The first real failure I want to look at came late in the first quarter. The Steelers were facing a third and four, but they still chose to the run the ball in spite of the fact that they have already been struggling to find success on the ground. facing a six-man box with six blockers, multiple one-on-one losses led to a run for no gain.
At the top of the second quarter, with the Steelers facing a third and five, Ben Roethlisberger was simply off-target on a short pass in the direction of Sammie Coates that was closer to his feet than his hands. He was not under pressure, nor was the anybody in the throwing lane, nor was he trying to pull the ball back down.
Facing a third and seven at the two-minute warning, Roethlisberger tried to hit his running back on a screen pass, but the Ravens showed a six-man blitz with five blockers. Baltimore dropped one blocker but it was too late to adjust for the left tackle to chip the edge rusher. Roethlisberger was under pressure and got off a poor throw.

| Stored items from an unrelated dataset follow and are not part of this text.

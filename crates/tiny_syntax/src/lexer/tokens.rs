//! Token types for the TINY scanner.
//!
//! ## Notes
//! - [`TokenKind`] is a closed, payload-free enumeration; the matched text lives in [`Token::lexeme`].
//! - Every kind has a stable upper-case name ([`TokenKind::name`]) used by the `lexeme,KIND` token file
//!   format and by diagnostics.

use std::fmt;

use tiny_core::lang::keywords::{self, KeywordId};
use tiny_core::lang::symbols::SymbolId;

// ============================================================================
// TOKEN TYPES
// ============================================================================

/// Kind of token produced by the scanner.
#[derive(Debug, Clone, Copy, PartialEq, Eq, Hash)]
pub enum TokenKind {
    // ========== Keywords ==========
    If,
    Then,
    Else,
    End,
    Repeat,
    Until,
    Read,
    Write,

    // ========== Symbols ==========
    Semicolon,
    Assign,
    LessThan,
    Equal,
    Plus,
    Minus,
    Mult,
    Div,
    OpenParen,
    CloseParen,

    // ========== Identifiers and Literals ==========
    Identifier,
    Number,
}

impl TokenKind {
    /// Every token kind, keywords first.
    pub const ALL: [TokenKind; 20] = [
        TokenKind::If,
        TokenKind::Then,
        TokenKind::Else,
        TokenKind::End,
        TokenKind::Repeat,
        TokenKind::Until,
        TokenKind::Read,
        TokenKind::Write,
        TokenKind::Semicolon,
        TokenKind::Assign,
        TokenKind::LessThan,
        TokenKind::Equal,
        TokenKind::Plus,
        TokenKind::Minus,
        TokenKind::Mult,
        TokenKind::Div,
        TokenKind::OpenParen,
        TokenKind::CloseParen,
        TokenKind::Identifier,
        TokenKind::Number,
    ];

    /// Stable name used in token files and diagnostics (e.g. `LESSTHAN`).
    pub fn name(self) -> &'static str {
        match self {
            TokenKind::If => "IF",
            TokenKind::Then => "THEN",
            TokenKind::Else => "ELSE",
            TokenKind::End => "END",
            TokenKind::Repeat => "REPEAT",
            TokenKind::Until => "UNTIL",
            TokenKind::Read => "READ",
            TokenKind::Write => "WRITE",
            TokenKind::Semicolon => "SEMICOLON",
            TokenKind::Assign => "ASSIGN",
            TokenKind::LessThan => "LESSTHAN",
            TokenKind::Equal => "EQUAL",
            TokenKind::Plus => "PLUS",
            TokenKind::Minus => "MINUS",
            TokenKind::Mult => "MULT",
            TokenKind::Div => "DIV",
            TokenKind::OpenParen => "OPENBRACKET",
            TokenKind::CloseParen => "CLOSEDBRACKET",
            TokenKind::Identifier => "IDENTIFIER",
            TokenKind::Number => "NUMBER",
        }
    }

    /// Resolve a token-file kind name. Matching is exact (upper-case).
    pub fn from_name(name: &str) -> Option<TokenKind> {
        TokenKind::ALL.into_iter().find(|kind| kind.name() == name)
    }

    /// Map a registry keyword to its token kind.
    pub fn from_keyword(id: KeywordId) -> TokenKind {
        match id {
            KeywordId::If => TokenKind::If,
            KeywordId::Then => TokenKind::Then,
            KeywordId::Else => TokenKind::Else,
            KeywordId::End => TokenKind::End,
            KeywordId::Repeat => TokenKind::Repeat,
            KeywordId::Until => TokenKind::Until,
            KeywordId::Read => TokenKind::Read,
            KeywordId::Write => TokenKind::Write,
        }
    }

    /// Map a registry symbol to its token kind.
    pub fn from_symbol(id: SymbolId) -> TokenKind {
        match id {
            SymbolId::Semicolon => TokenKind::Semicolon,
            SymbolId::Assign => TokenKind::Assign,
            SymbolId::LessThan => TokenKind::LessThan,
            SymbolId::Equal => TokenKind::Equal,
            SymbolId::Plus => TokenKind::Plus,
            SymbolId::Minus => TokenKind::Minus,
            SymbolId::Mult => TokenKind::Mult,
            SymbolId::Div => TokenKind::Div,
            SymbolId::OpenParen => TokenKind::OpenParen,
            SymbolId::CloseParen => TokenKind::CloseParen,
        }
    }

    /// Classify a lowercase letter run: a reserved word or an identifier.
    pub fn for_word(word: &str) -> TokenKind {
        keywords::from_str(word).map_or(TokenKind::Identifier, TokenKind::from_keyword)
    }

    /// Return `true` for the eight reserved words.
    pub fn is_keyword(self) -> bool {
        matches!(
            self,
            TokenKind::If
                | TokenKind::Then
                | TokenKind::Else
                | TokenKind::End
                | TokenKind::Repeat
                | TokenKind::Until
                | TokenKind::Read
                | TokenKind::Write
        )
    }
}

impl fmt::Display for TokenKind {
    fn fmt(&self, f: &mut fmt::Formatter<'_>) -> fmt::Result {
        f.write_str(self.name())
    }
}

/// A scanned token: the (lowercased) lexeme and its kind.
#[derive(Debug, Clone, PartialEq, Eq, Hash)]
pub struct Token {
    pub lexeme: String,
    pub kind: TokenKind,
}

impl Token {
    /// Construct a new token.
    pub fn new(kind: TokenKind, lexeme: impl Into<String>) -> Self {
        Self {
            lexeme: lexeme.into(),
            kind,
        }
    }
}

/// Renders the token-file form, `lexeme,KIND`.
impl fmt::Display for Token {
    fn fmt(&self, f: &mut fmt::Formatter<'_>) -> fmt::Result {
        write!(f, "{},{}", self.lexeme, self.kind)
    }
}
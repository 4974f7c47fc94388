//! Abstract Syntax Tree for TINY.
//!
//! The tree is fully owned. A statement sequence is an explicit ordered container ([`Sequence`])
//! rather than a chain of sibling pointers; the chained form only exists in the interchange record
//! (see [`crate::interchange::record`]).
//!
//! ## Notes
//! - Parts that failed to parse are `None`, so a rejected parse can still hand back a usable,
//!   partial tree.
//! - Node ids come from a per-parse counter and are assigned in construction order.

use std::fmt;

use serde::{Deserialize, Serialize};

use crate::lexer::TokenKind;

// ============================================================================
// Ids and tags
// ============================================================================

/// Stable node identifier, unique within one parse.
#[derive(Debug, Clone, Copy, PartialEq, Eq, Hash, PartialOrd, Ord, Serialize, Deserialize)]
#[serde(transparent)]
pub struct NodeId(pub u32);

impl fmt::Display for NodeId {
    fn fmt(&self, f: &mut fmt::Formatter<'_>) -> fmt::Result {
        write!(f, "{}", self.0)
    }
}

/// Node type tag, as written in the `type` field of parse records.
#[derive(Debug, Clone, Copy, PartialEq, Eq, Hash, Serialize, Deserialize)]
#[serde(rename_all = "lowercase")]
pub enum NodeKind {
    If,
    Repeat,
    Assign,
    Read,
    Write,
    Op,
    Const,
    Id,
}

/// Rendering hint for tree viewers: statements are drawn as rectangles, expressions as ovals.
#[derive(Debug, Clone, Copy, PartialEq, Eq)]
pub enum Shape {
    Rect,
    Oval,
}

impl NodeKind {
    pub fn as_str(self) -> &'static str {
        match self {
            NodeKind::If => "if",
            NodeKind::Repeat => "repeat",
            NodeKind::Assign => "assign",
            NodeKind::Read => "read",
            NodeKind::Write => "write",
            NodeKind::Op => "op",
            NodeKind::Const => "const",
            NodeKind::Id => "id",
        }
    }

    pub fn is_statement(self) -> bool {
        matches!(
            self,
            NodeKind::If | NodeKind::Repeat | NodeKind::Assign | NodeKind::Read | NodeKind::Write
        )
    }

    pub fn shape(self) -> Shape {
        if self.is_statement() { Shape::Rect } else { Shape::Oval }
    }
}

impl fmt::Display for NodeKind {
    fn fmt(&self, f: &mut fmt::Formatter<'_>) -> fmt::Result {
        f.write_str(self.as_str())
    }
}

// ============================================================================
// Program / statements
// ============================================================================

/// A parsed program: the top-level statement sequence.
#[derive(Debug, Clone, PartialEq, Eq, Default)]
pub struct Program {
    pub body: Sequence,
}

impl Program {
    /// Number of top-level statements.
    pub fn statement_count(&self) -> usize {
        self.body.len()
    }
}

/// Consecutive statements produced by one `stmt-sequence` parse.
#[derive(Debug, Clone, PartialEq, Eq, Default)]
pub struct Sequence {
    pub stmts: Vec<Stmt>,
}

impl Sequence {
    pub fn new(stmts: Vec<Stmt>) -> Self {
        Self { stmts }
    }

    pub fn len(&self) -> usize {
        self.stmts.len()
    }

    pub fn is_empty(&self) -> bool {
        self.stmts.is_empty()
    }
}

#[derive(Debug, Clone, PartialEq, Eq)]
pub struct Stmt {
    pub id: NodeId,
    pub kind: StmtKind,
}

#[derive(Debug, Clone, PartialEq, Eq)]
pub enum StmtKind {
    If {
        cond: Option<Expr>,
        then_branch: Sequence,
        else_branch: Option<Sequence>,
    },
    Repeat {
        body: Sequence,
        until: Option<Expr>,
    },
    Assign {
        name: Option<String>,
        value: Option<Expr>,
    },
    Read {
        name: Option<String>,
    },
    Write {
        value: Option<Expr>,
    },
}

/// A child of a statement, in record order.
#[derive(Debug, Clone, Copy)]
pub enum Child<'a> {
    Expr(&'a Expr),
    Block(&'a Sequence),
}

impl Stmt {
    pub fn node_kind(&self) -> NodeKind {
        match self.kind {
            StmtKind::If { .. } => NodeKind::If,
            StmtKind::Repeat { .. } => NodeKind::Repeat,
            StmtKind::Assign { .. } => NodeKind::Assign,
            StmtKind::Read { .. } => NodeKind::Read,
            StmtKind::Write { .. } => NodeKind::Write,
        }
    }

    /// Literal value: the variable name for `assign`/`read`, otherwise none.
    pub fn value(&self) -> Option<&str> {
        match &self.kind {
            StmtKind::Assign { name, .. } | StmtKind::Read { name } => name.as_deref(),
            _ => None,
        }
    }

    /// Present children in order: `if` → [condition, then, else], `repeat` → [body, until],
    /// `assign`/`write` → [value]. Missing parts and empty blocks are skipped.
    pub fn children(&self) -> Vec<Child<'_>> {
        let mut children = Vec::new();
        match &self.kind {
            StmtKind::If {
                cond,
                then_branch,
                else_branch,
            } => {
                children.extend(cond.as_ref().map(Child::Expr));
                push_block(&mut children, Some(then_branch));
                push_block(&mut children, else_branch.as_ref());
            }
            StmtKind::Repeat { body, until } => {
                push_block(&mut children, Some(body));
                children.extend(until.as_ref().map(Child::Expr));
            }
            StmtKind::Assign { value, .. } | StmtKind::Write { value } => {
                children.extend(value.as_ref().map(Child::Expr));
            }
            StmtKind::Read { .. } => {}
        }
        children
    }
}

fn push_block<'a>(children: &mut Vec<Child<'a>>, block: Option<&'a Sequence>) {
    if let Some(block) = block.filter(|b| !b.is_empty()) {
        children.push(Child::Block(block));
    }
}

// ============================================================================
// Expressions
// ============================================================================

#[derive(Debug, Clone, PartialEq, Eq)]
pub struct Expr {
    pub id: NodeId,
    pub kind: ExprKind,
}

#[derive(Debug, Clone, PartialEq, Eq)]
pub enum ExprKind {
    /// Child 0 is the left operand, child 1 the right.
    Binary {
        op: BinOp,
        lhs: Option<Box<Expr>>,
        rhs: Option<Box<Expr>>,
    },
    /// Numeric literal text.
    Const(String),
    /// Variable reference.
    Id(String),
}

#[derive(Debug, Clone, Copy, PartialEq, Eq, Hash)]
pub enum BinOp {
    Lt,
    Eq,
    Add,
    Sub,
    Mul,
    Div,
}

/// Binding strength of a binary operator, weakest first.
#[derive(Debug, Clone, Copy, PartialEq, Eq, PartialOrd, Ord)]
pub enum Precedence {
    Comparison,
    Additive,
    Multiplicative,
}

impl BinOp {
    pub fn symbol(self) -> &'static str {
        match self {
            BinOp::Lt => "<",
            BinOp::Eq => "=",
            BinOp::Add => "+",
            BinOp::Sub => "-",
            BinOp::Mul => "*",
            BinOp::Div => "/",
        }
    }

    pub fn from_symbol(symbol: &str) -> Option<BinOp> {
        match symbol {
            "<" => Some(BinOp::Lt),
            "=" => Some(BinOp::Eq),
            "+" => Some(BinOp::Add),
            "-" => Some(BinOp::Sub),
            "*" => Some(BinOp::Mul),
            "/" => Some(BinOp::Div),
            _ => None,
        }
    }

    pub fn from_token(kind: TokenKind) -> Option<BinOp> {
        match kind {
            TokenKind::LessThan => Some(BinOp::Lt),
            TokenKind::Equal => Some(BinOp::Eq),
            TokenKind::Plus => Some(BinOp::Add),
            TokenKind::Minus => Some(BinOp::Sub),
            TokenKind::Mult => Some(BinOp::Mul),
            TokenKind::Div => Some(BinOp::Div),
            _ => None,
        }
    }

    pub fn precedence(self) -> Precedence {
        match self {
            BinOp::Lt | BinOp::Eq => Precedence::Comparison,
            BinOp::Add | BinOp::Sub => Precedence::Additive,
            BinOp::Mul | BinOp::Div => Precedence::Multiplicative,
        }
    }
}

impl Expr {
    pub fn binary(id: NodeId, op: BinOp, lhs: Option<Expr>, rhs: Option<Expr>) -> Self {
        Self {
            id,
            kind: ExprKind::Binary {
                op,
                lhs: lhs.map(Box::new),
                rhs: rhs.map(Box::new),
            },
        }
    }

    pub fn node_kind(&self) -> NodeKind {
        match self.kind {
            ExprKind::Binary { .. } => NodeKind::Op,
            ExprKind::Const(_) => NodeKind::Const,
            ExprKind::Id(_) => NodeKind::Id,
        }
    }

    /// Operator symbol, numeric text or variable name.
    pub fn value(&self) -> &str {
        match &self.kind {
            ExprKind::Binary { op, .. } => op.symbol(),
            ExprKind::Const(text) | ExprKind::Id(text) => text,
        }
    }

    /// Present operands, left first.
    pub fn operands(&self) -> Vec<&Expr> {
        match &self.kind {
            ExprKind::Binary { lhs, rhs, .. } => lhs.iter().chain(rhs.iter()).map(Box::as_ref).collect(),
            _ => Vec::new(),
        }
    }
}

// ============================================================================
// Tree dump
// ============================================================================

/// Indented tree dump: statements as `[kind value]`, expressions as `(kind value)`, with the
/// blocks of compound statements introduced by a `then`/`else`/`body` label.
impl fmt::Display for Program {
    fn fmt(&self, f: &mut fmt::Formatter<'_>) -> fmt::Result {
        write_sequence(f, &self.body, 0)
    }
}

fn write_sequence(f: &mut fmt::Formatter<'_>, seq: &Sequence, depth: usize) -> fmt::Result {
    for stmt in &seq.stmts {
        write_stmt(f, stmt, depth)?;
    }
    Ok(())
}

fn write_stmt(f: &mut fmt::Formatter<'_>, stmt: &Stmt, depth: usize) -> fmt::Result {
    write_label(f, stmt.node_kind(), stmt.value(), depth)?;
    match &stmt.kind {
        StmtKind::If {
            cond,
            then_branch,
            else_branch,
        } => {
            if let Some(cond) = cond {
                write_expr(f, cond, depth + 1)?;
            }
            write_block(f, "then", then_branch, depth + 1)?;
            if let Some(else_branch) = else_branch {
                write_block(f, "else", else_branch, depth + 1)?;
            }
        }
        StmtKind::Repeat { body, until } => {
            write_block(f, "body", body, depth + 1)?;
            if let Some(until) = until {
                write_expr(f, until, depth + 1)?;
            }
        }
        StmtKind::Assign { value, .. } | StmtKind::Write { value } => {
            if let Some(value) = value {
                write_expr(f, value, depth + 1)?;
            }
        }
        StmtKind::Read { .. } => {}
    }
    Ok(())
}

fn write_block(f: &mut fmt::Formatter<'_>, label: &str, seq: &Sequence, depth: usize) -> fmt::Result {
    writeln!(f, "{:indent$}{label}", "", indent = depth * 2)?;
    write_sequence(f, seq, depth + 1)
}

fn write_expr(f: &mut fmt::Formatter<'_>, expr: &Expr, depth: usize) -> fmt::Result {
    write_label(f, expr.node_kind(), Some(expr.value()), depth)?;
    for operand in expr.operands() {
        write_expr(f, operand, depth + 1)?;
    }
    Ok(())
}

fn write_label(f: &mut fmt::Formatter<'_>, kind: NodeKind, value: Option<&str>, depth: usize) -> fmt::Result {
    let (open, close) = match kind.shape() {
        Shape::Rect => ('[', ']'),
        Shape::Oval => ('(', ')'),
    };
    match value {
        Some(value) => writeln!(f, "{:indent$}{open}{kind} {value}{close}", "", indent = depth * 2),
        None => writeln!(f, "{:indent$}{open}{kind}{close}", "", indent = depth * 2),
    }
}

Later, on another third and five, Roethlisberger, as he often does, looked deep down the field. And the team has had success doing this, so the choice itself cannot be blamed. But Roethlisberger had Sammie Coates in one-on-one coverage open down the left sideline, only to overthrow the ball. He looked like he would have also beaten the safety and scored on the play.
In the fourth quarter, after the Steelers’ first touchdown, Pittsburgh got down to Baltimore’s 13 to set up a third and six. The Ravens sent just a three-man rush, but the left edge rusher beat the right tackle one on one and Roethlisberger was unable to scramble out of his grasp.
These are just five of 12 ways the Steelers managed to fail to convert on third downs during the day. Earlier this season, they would have managed to convert many of them. When they don’t, it should probably go without saying, but the offense struggles significantly.